◆ WORK REQUIRED:
Here you must reproduce each line of the data exactly.

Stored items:
▼

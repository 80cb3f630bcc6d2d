//! Reward shaping for the agent paddle.
//!
//! Terminal events override everything, in order: scored, conceded, foul.
//! Otherwise the reward is a weighted sum of shaping terms. The breakdown
//! always sums to the total.

use std::collections::BTreeMap;
use std::fmt;

use serde::{Serialize, Serializer};

use crate::config::RewardConfig;
use crate::encoder::{TableSnapshot, Touch};

/// Flags reported by the environment for one step.
#[derive(Debug, Clone, Copy, Default, PartialEq, Eq)]
pub struct StepFlags {
    pub scored: bool,       // agent put the puck in the opponent goal
    pub conceded: bool,     // opponent scored
    pub caused_foul: bool,  // agent committed a foul this step
    pub episode_done: bool, // goal or clock expiry
}

/// Named reward contributions, used for the diagnostic breakdown.
#[derive(Debug, Clone, Copy, PartialEq, Eq, PartialOrd, Ord, Hash)]
pub enum RewardComponent {
    Scored,
    Conceded,
    Foul,
    HomeControl,
    Proximity,
    Progress,
    Shot,
}

impl RewardComponent {
    /// Stable name used in logs, JSON and the SQLite run log.
    pub fn as_str(self) -> &'static str {
        match self {
            RewardComponent::Scored => "scored",
            RewardComponent::Conceded => "conceded",
            RewardComponent::Foul => "foul",
            RewardComponent::HomeControl => "home_control",
            RewardComponent::Proximity => "proximity",
            RewardComponent::Progress => "progress",
            RewardComponent::Shot => "shot",
        }
    }
}

impl fmt::Display for RewardComponent {
    fn fmt(&self, f: &mut fmt::Formatter<'_>) -> fmt::Result {
        f.write_str(self.as_str())
    }
}

impl Serialize for RewardComponent {
    fn serialize<S: Serializer>(&self, s: S) -> Result<S::Ok, S::Error> {
        s.serialize_str(self.as_str())
    }
}

/// Scalar reward plus where it came from.
#[derive(Debug, Clone, PartialEq)]
pub struct RewardBreakdown {
    pub total: f64,
    pub components: BTreeMap<RewardComponent, f64>,
}

impl RewardBreakdown {
    fn single(c: RewardComponent, v: f64) -> Self {
        let mut components = BTreeMap::new();
        components.insert(c, v);
        Self { total: v, components }
    }

    fn from_components(components: BTreeMap<RewardComponent, f64>) -> Self {
        let total = components.values().sum();
        Self { total, components }
    }
}

pub struct RewardShaper {
    cfg: RewardConfig,
}

impl RewardShaper {
    pub fn new(cfg: RewardConfig) -> Self {
        Self { cfg }
    }

    pub fn config(&self) -> &RewardConfig {
        &self.cfg
    }

    /// Scores the post-step world. Pure.
    pub fn shape(&self, snap: &TableSnapshot, flags: StepFlags) -> RewardBreakdown {
        if flags.scored {
            return RewardBreakdown::single(RewardComponent::Scored, self.cfg.scored);
        }
        if flags.conceded {
            return RewardBreakdown::single(RewardComponent::Conceded, self.cfg.conceded);
        }
        if flags.caused_foul {
            return RewardBreakdown::single(RewardComponent::Foul, self.cfg.foul);
        }

        let t = &snap.table;
        let width = t.width() as f64;
        let height = t.height() as f64;
        let (agent, puck) = (&snap.agent, &snap.puck);
        let mut parts = BTreeMap::new();

        // stay level with the middle of the home goal
        let off_centre = (agent.y as f64 - t.center_y() as f64).abs();
        parts.insert(
            RewardComponent::HomeControl,
            (1.0 - off_centre / (height / 2.0)) * self.cfg.home_control_weight,
        );

        let dist = ((agent.x - puck.x) as f64).hypot((agent.y - puck.y) as f64);
        parts.insert(
            RewardComponent::Proximity,
            (1.0 - dist / width) * self.cfg.proximity_weight,
        );

        let progress = (puck.x as f64 - t.left as f64) / width;
        parts.insert(RewardComponent::Progress, progress * self.cfg.progress_weight);

        if snap.last_touch == Some(Touch::Agent) {
            let toward_goal = puck.vx as f64 * (t.right as f64 - puck.x as f64);
            if toward_goal > 0.0 {
                let shot = toward_goal / (width * t.puck_max_speed as f64);
                parts.insert(RewardComponent::Shot, shot * self.cfg.shot_weight);
            }
        }

        RewardBreakdown::from_components(parts)
    }
}

#[cfg(test)]
mod tests {
    use super::*;
    use crate::encoder::{test_snapshot, Puck};

    fn shaper() -> RewardShaper {
        RewardShaper::new(RewardConfig::default())
    }

    #[test]
    fn json_name_is_display_name() {
        let all = [
            RewardComponent::Scored,
            RewardComponent::Conceded,
            RewardComponent::Foul,
            RewardComponent::HomeControl,
            RewardComponent::Proximity,
            RewardComponent::Progress,
            RewardComponent::Shot,
        ];
        for c in all {
            assert_eq!(serde_json::to_string(&c).unwrap(), format!("\"{c}\""));
        }
        assert_eq!(serde_json::to_string(&RewardComponent::HomeControl).unwrap(), "\"home_control\"");
    }

    #[test]
    fn scored_wins_over_every_other_flag() {
        let all = StepFlags { scored: true, conceded: true, caused_foul: true, episode_done: true };
        let r = shaper().shape(&test_snapshot(), all);
        assert_eq!(r.total, 50.0);
        assert_eq!(r.components.len(), 1);
        assert_eq!(r.components[&RewardComponent::Scored], 50.0);
    }

    #[test]
    fn conceded_then_foul_precedence() {
        let s = shaper();
        let r = s.shape(&test_snapshot(), StepFlags { conceded: true, caused_foul: true, ..Default::default() });
        assert_eq!(r.total, -50.0);
        let r = s.shape(&test_snapshot(), StepFlags { caused_foul: true, ..Default::default() });
        assert_eq!(r.total, -25.0);
        assert_eq!(r.components.keys().copied().collect::<Vec<_>>(), vec![RewardComponent::Foul]);
    }

    #[test]
    fn breakdown_sums_to_total() {
        let s = shaper();
        let mut snap = test_snapshot();
        for (px, vx, touch) in [
            (10.0, 0.0, None),
            (150.0, 40.0, Some(Touch::Agent)),
            (60.0, -30.0, Some(Touch::Agent)),
            (199.0, 5.0, Some(Touch::Opponent)),
        ] {
            snap.puck = Puck { x: px, y: 37.5, vx, vy: 3.0 };
            snap.last_touch = touch;
            let r = s.shape(&snap, StepFlags::default());
            let sum: f64 = r.components.values().sum();
            assert!((sum - r.total).abs() < 1e-9);
        }
    }

    #[test]
    fn shaping_terms_at_centre() {
        // agent at (30, 50), puck at the centre spot, no touch
        let r = shaper().shape(&test_snapshot(), StepFlags::default());
        assert!((r.components[&RewardComponent::HomeControl] - 0.4).abs() < 1e-9);
        assert!((r.components[&RewardComponent::Proximity] - (1.0 - 70.0 / 200.0) * 0.2).abs() < 1e-9);
        assert!((r.components[&RewardComponent::Progress] - 0.4).abs() < 1e-9);
        assert!(!r.components.contains_key(&RewardComponent::Shot));
    }

    #[test]
    fn shot_bonus_needs_agent_touch_and_goalward_velocity() {
        let s = shaper();
        let mut snap = test_snapshot();
        snap.puck.vx = 25.0;
        snap.last_touch = Some(Touch::Agent);
        let r = s.shape(&snap, StepFlags::default());
        // 25 * (200 - 100) / (200 * 50) * 1.5
        assert!((r.components[&RewardComponent::Shot] - 0.375).abs() < 1e-9);

        snap.puck.vx = -25.0;
        assert!(!s.shape(&snap, StepFlags::default()).components.contains_key(&RewardComponent::Shot));

        snap.puck.vx = 25.0;
        snap.last_touch = Some(Touch::Opponent);
        assert!(!s.shape(&snap, StepFlags::default()).components.contains_key(&RewardComponent::Shot));
    }
}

▲

◆ TASK ANSWER:
repository 80cb3f630bcc6d2d
//! Reward shaping for the agent paddle.
//!
//! Terminal events override everything, in order: scored, conceded, foul.
//! Otherwise the reward is a weighted sum of shaping terms. The breakdown
//! always sums to the total.

use std::collections::BTreeMap;
use std::fmt;

use serde::{Serialize, Serializer};

use crate::config::RewardConfig;
use crate::encoder::{TableSnapshot, Touch};

/// Flags reported by the environment for one step.
#[derive(Debug, Clone, Copy, Default, PartialEq, Eq)]
pub struct StepFlags {
    pub scored: bool,       // agent put the puck in the opponent goal
    pub conceded: bool,     // opponent scored
    pub caused_foul: bool,  // agent committed a foul this step
    pub episode_done: bool, // goal or clock expiry
}

/// Named reward contributions, used for the diagnostic breakdown.
#[derive(Debug, Clone, Copy, PartialEq, Eq, PartialOrd, Ord, Hash)]
pub enum RewardComponent {
    Scored,
    Conceded,
    Foul,
    HomeControl,
    Proximity,
    Progress,
    Shot,
}

impl RewardComponent {
    /// Stable name used in logs, JSON and the SQLite run log.
    pub fn as_str(self) -> &'static str {
        match self {
            RewardComponent::Scored => "scored",
            RewardComponent::Conceded => "conceded",
            RewardComponent::Foul => "foul",
            RewardComponent::HomeControl => "home_control",
            RewardComponent::Proximity => "proximity",
            RewardComponent::Progress => "progress",
            RewardComponent::Shot => "shot",
        }
    }
}

impl fmt::Display for RewardComponent {
    fn fmt(&self, f: &mut fmt::Formatter<'_>) -> fmt::Result {
        f.write_str(self.as_str())
    }
}

impl Serialize for RewardComponent {
    fn serialize<S: Serializer>(&self, s: S) -> Result<S::Ok, S::Error> {
        s.serialize_str(self.as_str())
    }
}

/// Scalar reward plus where it came from.
#[derive(Debug, Clone, PartialEq)]
pub struct RewardBreakdown {
    pub total: f64,
    pub components: BTreeMap<RewardComponent, f64>,
}

impl RewardBreakdown {
    fn single(c: RewardComponent, v: f64) -> Self {
        let mut components = BTreeMap::new();
        components.insert(c, v);
        Self { total: v, components }
    }

    fn from_components(components: BTreeMap<RewardComponent, f64>) -> Self {
        let total = components.values().sum();
        Self { total, components }
    }
}

pub struct RewardShaper {
    cfg: RewardConfig,
}

impl RewardShaper {
    pub fn new(cfg: RewardConfig) -> Self {
        Self { cfg }
    }

    pub fn config(&self) -> &RewardConfig {
        &self.cfg
    }

    /// Scores the post-step world. Pure.
    pub fn shape(&self, snap: &TableSnapshot, flags: StepFlags) -> RewardBreakdown {
        if flags.scored {
            return RewardBreakdown::single(RewardComponent::Scored, self.cfg.scored);
        }
        if flags.conceded {
            return RewardBreakdown::single(RewardComponent::Conceded, self.cfg.conceded);
        }
        if flags.caused_foul {
            return RewardBreakdown::single(RewardComponent::Foul, self.cfg.foul);
        }

        let t = &snap.table;
        let width = t.width() as f64;
        let height = t.height() as f64;
        let (agent, puck) = (&snap.agent, &snap.puck);
        let mut parts = BTreeMap::new();

        // stay level with the middle of the home goal
        let off_centre = (agent.y as f64 - t.center_y() as f64).abs();
        parts.insert(
            RewardComponent::HomeControl,
            (1.0 - off_centre / (height / 2.0)) * self.cfg.home_control_weight,
        );

        let dist = ((agent.x - puck.x) as f64).hypot((agent.y - puck.y) as f64);
        parts.insert(
            RewardComponent::Proximity,
            (1.0 - dist / width) * self.cfg.proximity_weight,
        );

        let progress = (puck.x as f64 - t.left as f64) / width;
        parts.insert(RewardComponent::Progress, progress * self.cfg.progress_weight);

        if snap.last_touch == Some(Touch::Agent) {
            let toward_goal = puck.vx as f64 * (t.right as f64 - puck.x as f64);
            if toward_goal > 0.0 {
                let shot = toward_goal / (width * t.puck_max_speed as f64);
                parts.insert(RewardComponent::Shot, shot * self.cfg.shot_weight);
            }
        }

        RewardBreakdown::from_components(parts)
    }
}

#[cfg(test)]
mod tests {
    use super::*;
    use crate::encoder::{test_snapshot, Puck};

    fn shaper() -> RewardShaper {
        RewardShaper::new(RewardConfig::default())
    }

    #[test]
    fn json_name_is_display_name() {
        let all = [
            RewardComponent::Scored,
            RewardComponent::Conceded,
            RewardComponent::Foul,
            RewardComponent::HomeControl,
            RewardComponent::Proximity,
            RewardComponent::Progress,
            RewardComponent::Shot,
        ];
        for c in all {
            assert_eq!(serde_json::to_string(&c).unwrap(), format!("\"{c}\""));
        }
        assert_eq!(serde_json::to_string(&RewardComponent::HomeControl).unwrap(), "\"home_control\"");
    }

    #[test]
    fn scored_wins_over_every_other_flag() {
        let all = StepFlags { scored: true, conceded: true, caused_foul: true, episode_done: true };
        let r = shaper().shape(&test_snapshot(), all);
        assert_eq!(r.total, 50.0);
        assert_eq!(r.components.len(), 1);
        assert_eq!(r.components[&RewardComponent::Scored], 50.0);
    }

    #[test]
    fn conceded_then_foul_precedence() {
        let s = shaper();
        let r = s.shape(&test_snapshot(), StepFlags { conceded: true, caused_foul: true, ..Default::default() });
        assert_eq!(r.total, -50.0);
        let r = s.shape(&test_snapshot(), StepFlags { caused_foul: true, ..Default::default() });
        assert_eq!(r.total, -25.0);
        assert_eq!(r.components.keys().copied().collect::<Vec<_>>(), vec![RewardComponent::Foul]);
    }

    #[test]
    fn breakdown_sums_to_total() {
        let s = shaper();
        let mut snap = test_snapshot();
        for (px, vx, touch) in [
            (10.0, 0.0, None),
            (150.0, 40.0, Some(Touch::Agent)),
            (60.0, -30.0, Some(Touch::Agent)),
            (199.0, 5.0, Some(Touch::Opponent)),
        ] {
            snap.puck = Puck { x: px, y: 37.5, vx, vy: 3.0 };
            snap.last_touch = touch;
            let r = s.shape(&snap, StepFlags::default());
            let sum: f64 = r.components.values().sum();
            assert!((sum - r.total).abs() < 1e-9);
        }
    }

    #[test]
    fn shaping_terms_at_centre() {
        // agent at (30, 50), puck at the centre spot, no touch
        let r = shaper().shape(&test_snapshot(), StepFlags::default());
        assert!((r.components[&RewardComponent::HomeControl] - 0.4).abs() < 1e-9);
        assert!((r.components[&RewardComponent::Proximity] - (1.0 - 70.0 / 200.0) * 0.2).abs() < 1e-9);
        assert!((r.components[&RewardComponent::Progress] - 0.4).abs() < 1e-9);
        assert!(!r.components.contains_key(&RewardComponent::Shot));
    }

    #[test]
    fn shot_bonus_needs_agent_touch_and_goalward_velocity() {
        let s = shaper();
        let mut snap = test_snapshot();
        snap.puck.vx = 25.0;
        snap.last_touch = Some(Touch::Agent);
        let r = s.shape(&snap, StepFlags::default());
        // 25 * (200 - 100) / (200 * 50) * 1.5
        assert!((r.components[&RewardComponent::Shot] - 0.375).abs() < 1e-9);

        snap.puck.vx = -25.0;
        assert!(!s.shape(&snap, StepFlags::default()).components.contains_key(&RewardComponent::Shot));

        snap.puck.vx = 25.0;
        snap.last_touch = Some(Touch::Opponent);
        assert!(!s.shape(&snap, StepFlags::default()).components.contains_key(&RewardComponent::Shot));
    }
}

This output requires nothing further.